Most importantly, when you get out on your own, save us both a lot of heartache, and do two things. First, rip up any and all credit card offers that you get in the mail. I know you think you are living large with your $1000 every two weeks, and that opening accounts at Marshall Fields, Speigel, Macy's and Target is a incredibly good idea, but I promise it's not! Save your money and live within your means. The decision to purchase all your towels from Speigel, and putting all of your Christmas gifts one year on that credit card will haunt you for the next decade. If you can't afford to pay cash, you can't afford it.
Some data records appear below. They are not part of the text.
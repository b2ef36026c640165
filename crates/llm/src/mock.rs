//! Deterministic in-process [`LlmClient`] for tests

use async_trait::async_trait;
use cordchat_common::{CordChatError, Result};
use std::sync::atomic::{AtomicBool, AtomicUsize, Ordering};
use std::sync::Mutex;

use crate::llm_trait::LlmClient;
use crate::types::ChatRequest;

/// Dimension of mock embeddings
pub const MOCK_DIM: usize = 32;

/// Bag-of-words embedder and canned-answer chat model
#[derive(Default)]
pub struct MockLlm {
    answer: Option<String>,
    fail_chat: AtomicBool,
    embed_calls: AtomicUsize,
    prompts: Mutex<Vec<String>>,
}

impl MockLlm {
    pub fn new() -> Self {
        Self::default()
    }

    /// Answer returned by every chat call
    pub fn with_answer(answer: impl Into<String>) -> Self {
        Self {
            answer: Some(answer.into()),
            ..Self::default()
        }
    }

    /// Make subsequent chat calls fail
    pub fn set_fail_chat(&self, fail: bool) {
        self.fail_chat.store(fail, Ordering::SeqCst);
    }

    /// Number of embed calls made so far
    pub fn embed_calls(&self) -> usize {
        self.embed_calls.load(Ordering::SeqCst)
    }

    /// Prompts received by chat, oldest first
    pub fn prompts(&self) -> Vec<String> {
        self.prompts.lock().map(|p| p.clone()).unwrap_or_default()
    }

    /// Embed a single text: lower-cased words hashed into buckets
    pub fn embed_text(text: &str) -> Vec<f32> {
        let mut v = vec![0.0f32; MOCK_DIM];
        for word in text
            .split(|c: char| !c.is_alphanumeric())
            .filter(|w| !w.is_empty())
        {
            let word = word.to_lowercase();
            let bucket = word
                .bytes()
                .fold(0usize, |h, b| h.wrapping_mul(31).wrapping_add(b as usize))
                % MOCK_DIM;
            v[bucket] += 1.0;
        }
        v
    }
}

#[async_trait]
impl LlmClient for MockLlm {
    async fn chat(&self, request: ChatRequest) -> Result<String> {
        if self.fail_chat.load(Ordering::SeqCst) {
            return Err(CordChatError::llm("mock chat failure"));
        }

        let prompt = request
            .messages
            .last()
            .map(|m| m.content.clone())
            .unwrap_or_default();
        if let Ok(mut prompts) = self.prompts.lock() {
            prompts.push(prompt.clone());
        }

        Ok(self
            .answer
            .clone()
            .unwrap_or_else(|| format!("answer based on {} chars of prompt", prompt.len())))
    }

    async fn embed(&self, _model: &str, inputs: &[String]) -> Result<Vec<Vec<f32>>> {
        self.embed_calls.fetch_add(1, Ordering::SeqCst);
        Ok(inputs.iter().map(|t| Self::embed_text(t)).collect())
    }

    async fn test_connection(&self) -> Result<bool> {
        Ok(true)
    }
}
Secondly, trust God. Keep Him at the center of your life, and get involved in a church. Meet other people your age that you can hang out with and share your hopes and dreams. Stay away from Zack, even though you think he is the one that will heal your heart after Aaron. He is no good for you and you will just fall further and further away from God during your time with him. I promise that all those million pieces will be put back together when you find yourself staring into Trevor's green eyes on the day of your wedding, knowing that you finally found the one God intended for you.

Finally, I know that you feel a little lost right now. You've been diagnosed with a terrible disease, pulled out of college and are living at home while you receive treatment. You feel like a failure. Although no one suspects, you are in a bit of a depression about how your life has turned out. Let me tell you...your life isn't going to be anything like you planned! You will not get your degree in microbiology, but you will find fulfillment in treating fellow cancer patients for a living. You will not marry the man you thought, but you will have joy like you've never experienced. Although you think you don't want children, being with Trevor will change that forever. You will want his children, and will never experience a more pure love than when you look in their eyes for the first time. Your life is not will have the life God intended for you and it will be more than you ever dreamed.


PS Be sure to give Uncle Tellius and Gramps extra hugs and kisses every time you see them. You'll wish you'd had one more chance when they are gone.